● **Instructions for the task**
Print exactly those lines that run from the beginning of the data to the line bearing "with its category.", inclusive.

(Stored items)
--------------------------------------------------

impl StockService {
    pub fn new(db: PgPool, notifier: Arc<ChangeNotifier>) -> Self {
        Self { db, notifier }
    }

    /// List all items with their categories, newest first.
    pub async fn list_items(&self) -> AppResult<Vec<StockItemWithCategory>> {
        let rows = sqlx::query_as::<_, ItemWithCategoryRow>(&format!(
            "{} ORDER BY i.created_at DESC",
            ITEM_WITH_CATEGORY_QUERY
        ))
        .fetch_all(&self.db)
        .await?;

        Ok(rows
            .into_iter()
            .map(ItemWithCategoryRow::into_item_with_category)
            .collect())
    }

    /// Get one item with its category.
    pub async fn get_item(&self, item_id: Uuid) -> AppResult<StockItemWithCategory> {
        let row = sqlx::query_as::<_, ItemWithCategoryRow>(&format!(
            "{} WHERE i.id = $1",
            ITEM_WITH_CATEGORY_QUERY
        ))
        .bind(item_id)
        .fetch_optional(&self.db)
        .await?
        .ok_or_else(|| AppError::NotFound("Stock item".to_string()))?;

        Ok(row.into_item_with_category())
    }

    /// Create an item. Initial quantity doubles as the cumulative total;
    /// one `added` movement records the initial stock.
    pub async fn add_item(
        &self,
        actor: Option<Uuid>,
        input: CreateStockItemInput,
    ) -> AppResult<StockItem> {
        validate_item_name(&input.name).map_err(|m| AppError::validation("name", m))?;
        if input.quantity < 0 {
            return Err(AppError::validation("quantity", "Quantity cannot be negative"));
        }
        let min_quantity = input.min_quantity.unwrap_or(DEFAULT_MIN_QUANTITY);
        if min_quantity < 0 {
            return Err(AppError::validation(
                "min_quantity",
                "Minimum quantity cannot be negative",
            ));
        }

        if let Some(category_id) = input.category_id {
            let category_exists = sqlx::query_scalar::<_, bool>(
                "SELECT EXISTS(SELECT 1 FROM categories WHERE id = $1)",
            )
            .bind(category_id)
            .fetch_one(&self.db)
            .await?;

            if !category_exists {
                return Err(AppError::NotFound("Category".to_string()));
            }
        }

        let status = classify_status(input.quantity, min_quantity);

        let mut tx = self.db.begin().await?;

        let item = sqlx::query_as::<_, StockItem>(&format!(
            r#"
            INSERT INTO stock_items
                (name, category_id, quantity, total_added, issued, min_quantity, status,
                 person_responsible, notes, created_by)
            VALUES ($1, $2, $3, $3, 0, $4, $5, $6, $7, $8)
            RETURNING {}
            "#,
            ITEM_COLUMNS
        ))
        .bind(input.name.trim())
        .bind(input.category_id)
        .bind(input.quantity)
        .bind(min_quantity)
        .bind(status)
        .bind(&input.person_responsible)
        .bind(&input.notes)
        .bind(actor)
        .fetch_one(&mut *tx)
        .await?;

        record_movement(
            &mut tx,
            item.id,
            MovementType::Added,
            input.quantity,
            0,
            input.quantity,
            Some("Initial stock"),
            actor,
        )
        .await?;

        ActivityService::record(
            &mut tx,
            actor,
            "created",
            "stock_item",
            Some(item.id),
            Some(json!({ "name": item.name, "quantity": item.quantity })),
        )
        .await?;

        tx.commit().await?;

        self.notifier.notify_all(&[
            Collection::StockItems,
            Collection::StockMovements,
            Collection::ActivityLogs,
        ]);

        Ok(item)
    }

    /// Issue stock. The sufficiency check runs against the row-locked current
    /// quantity, so concurrent issues serialize instead of racing.
    pub async fn issue_item(
        &self,
        actor: Option<Uuid>,
        item_id: Uuid,
        input: StockMovementInput,
    ) -> AppResult<StockItem> {
        if input.quantity <= 0 {
            return Err(AppError::validation("quantity", "Quantity must be positive"));
        }

        let mut tx = self.db.begin().await?;

        let (quantity, min_quantity) = sqlx::query_as::<_, (i32, i32)>(
            "SELECT quantity, min_quantity FROM stock_items WHERE id = $1 FOR UPDATE",
        )
        .bind(item_id)
        .fetch_optional(&mut *tx)
        .await?
        .ok_or_else(|| AppError::NotFound("Stock item".to_string()))?;

        if input.quantity > quantity {
            return Err(AppError::InsufficientStock {
                requested: input.quantity,
                available: quantity,
            });
        }

        let new_quantity = quantity - input.quantity;
        let status = classify_status(new_quantity, min_quantity);

        let item = sqlx::query_as::<_, StockItem>(&format!(
            r#"
            UPDATE stock_items
            SET quantity = $1, issued = issued + $2, status = $3, updated_at = NOW()
            WHERE id = $4
            RETURNING {}
            "#,
            ITEM_COLUMNS
        ))
        .bind(new_quantity)
        .bind(input.quantity)
        .bind(status)
        .bind(item_id)
        .fetch_one(&mut *tx)
        .await?;

        record_movement(
            &mut tx,
            item_id,
            MovementType::Issued,
            -input.quantity,
            quantity,
            new_quantity,
            input.notes.as_deref(),
            actor,
        )
        .await?;

        ActivityService::record(
            &mut tx,
            actor,
            "issued",
            "stock_item",
            Some(item_id),
            Some(json!({ "quantity": input.quantity, "notes": input.notes })),
        )
        .await?;

        tx.commit().await?;

        self.notifier.notify_all(&[
            Collection::StockItems,
            Collection::StockMovements,
            Collection::ActivityLogs,
        ]);

        Ok(item)
    }

    /// Return stock into inventory. The cumulative `issued` counter is left
    /// unchanged: a return models a restock event, not a reversal of a
    /// specific issuance.
    pub async fn return_item(
        &self,
        actor: Option<Uuid>,
        item_id: Uuid,
        input: StockMovementInput,
    ) -> AppResult<StockItem> {
        if input.quantity <= 0 {
            return Err(AppError::validation("quantity", "Quantity must be positive"));
        }

        let mut tx = self.db.begin().await?;

        let (quantity, min_quantity) = sqlx::query_as::<_, (i32, i32)>(
            "SELECT quantity, min_quantity FROM stock_items WHERE id = $1 FOR UPDATE",
        )
        .bind(item_id)
        .fetch_optional(&mut *tx)
        .await?
        .ok_or_else(|| AppError::NotFound("Stock item".to_string()))?;

        let new_quantity = quantity + input.quantity;
        let status = classify_status(new_quantity, min_quantity);

        let item = sqlx::query_as::<_, StockItem>(&format!(
            r#"
            UPDATE stock_items
            SET quantity = $1, total_added = total_added + $2, status = $3, updated_at = NOW()
            WHERE id = $4
            RETURNING {}
            "#,
            ITEM_COLUMNS
        ))
        .bind(new_quantity)
        .bind(input.quantity)
        .bind(status)
        .bind(item_id)
        .fetch_one(&mut *tx)
        .await?;

        record_movement(
            &mut tx,
            item_id,
            MovementType::Returned,
            input.quantity,
            quantity,
            new_quantity,
            input.notes.as_deref(),
            actor,
        )
        .await?;

        ActivityService::record(
            &mut tx,
            actor,
            "returned",
            "stock_item",
            Some(item_id),
            Some(json!({ "quantity": input.quantity, "notes": input.notes })),
        )
        .await?;

        tx.commit().await?;

        self.notifier.notify_all(&[
            Collection::StockItems,
            Collection::StockMovements,
            Collection::ActivityLogs,
        ]);

        Ok(item)
    }

    /// Patch an item. Only supplied fields change; status is recomputed from
    /// the final quantity and threshold. No movement is emitted here.
    pub async fn update_item(
        &self,
        actor: Option<Uuid>,
        item_id: Uuid,
        input: UpdateStockItemInput,
    ) -> AppResult<StockItem> {
        if let Some(name) = &input.name {
            validate_item_name(name).map_err(|m| AppError::validation("name", m))?;
        }
        if let Some(quantity) = input.quantity {
            if quantity < 0 {
                return Err(AppError::validation("quantity", "Quantity cannot be negative"));
            }
        }
        if let Some(min_quantity) = input.min_quantity {
            if min_quantity < 0 {
                return Err(AppError::validation(
                    "min_quantity",
                    "Minimum quantity cannot be negative",
                ));
            }
        }

        if let Some(category_id) = input.category_id {
            let category_exists = sqlx::query_scalar::<_, bool>(
                "SELECT EXISTS(SELECT 1 FROM categories WHERE id = $1)",
            )
            .bind(category_id)
            .fetch_one(&self.db)
            .await?;

            if !category_exists {
                return Err(AppError::NotFound("Category".to_string()));
            }
        }

        let mut tx = self.db.begin().await?;

        let existing = sqlx::query_as::<_, StockItem>(&format!(
            "SELECT {} FROM stock_items WHERE id = $1 FOR UPDATE",
            ITEM_COLUMNS
        ))
        .bind(item_id)
        .fetch_optional(&mut *tx)
        .await?
        .ok_or_else(|| AppError::NotFound("Stock item".to_string()))?;

        // Snapshot of the supplied fields for the activity log
        let mut changes = serde_json::Map::new();
        if let Some(name) = &input.name {
            changes.insert("name".into(), json!(name));
        }
        if let Some(category_id) = input.category_id {
            changes.insert("category_id".into(), json!(category_id));
        }
        if let Some(quantity) = input.quantity {
            changes.insert("quantity".into(), json!(quantity));
        }
        if let Some(min_quantity) = input.min_quantity {
            changes.insert("min_quantity".into(), json!(min_quantity));
        }
        if let Some(person) = &input.person_responsible {
            changes.insert("person_responsible".into(), json!(person));
        }
        if let Some(notes) = &input.notes {
            changes.insert("notes".into(), json!(notes));
        }

        let name = input.name.map(|n| n.trim().to_string()).unwrap_or(existing.name);
        let category_id = input.category_id.or(existing.category_id);
        let quantity = input.quantity.unwrap_or(existing.quantity);
        let min_quantity = input.min_quantity.unwrap_or(existing.min_quantity);
        let person_responsible = input.person_responsible.or(existing.person_responsible);
        let notes = input.notes.or(existing.notes);
        let status = classify_status(quantity, min_quantity);

        let item = sqlx::query_as::<_, StockItem>(&format!(
            r#"
            UPDATE stock_items
            SET name = $1, category_id = $2, quantity = $3, min_quantity = $4, status = $5,
                person_responsible = $6, notes = $7, updated_at = NOW()
            WHERE id = $8
            RETURNING {}
            "#,
            ITEM_COLUMNS
        ))
        .bind(&name)
        .bind(category_id)
        .bind(quantity)
        .bind(min_quantity)
        .bind(status)
        .bind(&person_responsible)
        .bind(&notes)
        .bind(item_id)
        .fetch_one(&mut *tx)
        .await?;

        ActivityService::record(
            &mut tx,
            actor,
            "updated",
            "stock_item",
            Some(item_id),
            Some(serde_json::Value::Object(changes)),
        )
        .await?;

        tx.commit().await?;

        self.notifier
            .notify_all(&[Collection::StockItems, Collection::ActivityLogs]);

        Ok(item)
    }

    /// Delete an item. Its movements are retained and display with a
    /// "Deleted Item" fallback.
    pub async fn delete_item(&self, actor: Option<Uuid>, item_id: Uuid) -> AppResult<()> {
        let mut tx = self.db.begin().await?;

        let result = sqlx::query("DELETE FROM stock_items WHERE id = $1")
            .bind(item_id)
            .execute(&mut *tx)
            .await?;

        if result.rows_affected() == 0 {
            return Err(AppError::NotFound("Stock item".to_string()));
        }

        ActivityService::record(&mut tx, actor, "deleted", "stock_item", Some(item_id), None)
            .await?;

        tx.commit().await?;

        self.notifier
            .notify_all(&[Collection::StockItems, Collection::ActivityLogs]);

        Ok(())
    }
}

--------------------------------------------------

● **Response**
impl StockService {
    pub fn new(db: PgPool, notifier: Arc<ChangeNotifier>) -> Self {
        Self { db, notifier }
    }

    /// List all items with their categories, newest first.
    pub async fn list_items(&self) -> AppResult<Vec<StockItemWithCategory>> {
        let rows = sqlx::query_as::<_, ItemWithCategoryRow>(&format!(
            "{} ORDER BY i.created_at DESC",
            ITEM_WITH_CATEGORY_QUERY
        ))
        .fetch_all(&self.db)
        .await?;

        Ok(rows
            .into_iter()
            .map(ItemWithCategoryRow::into_item_with_category)
            .collect())
    }

    /// Get one item with its category.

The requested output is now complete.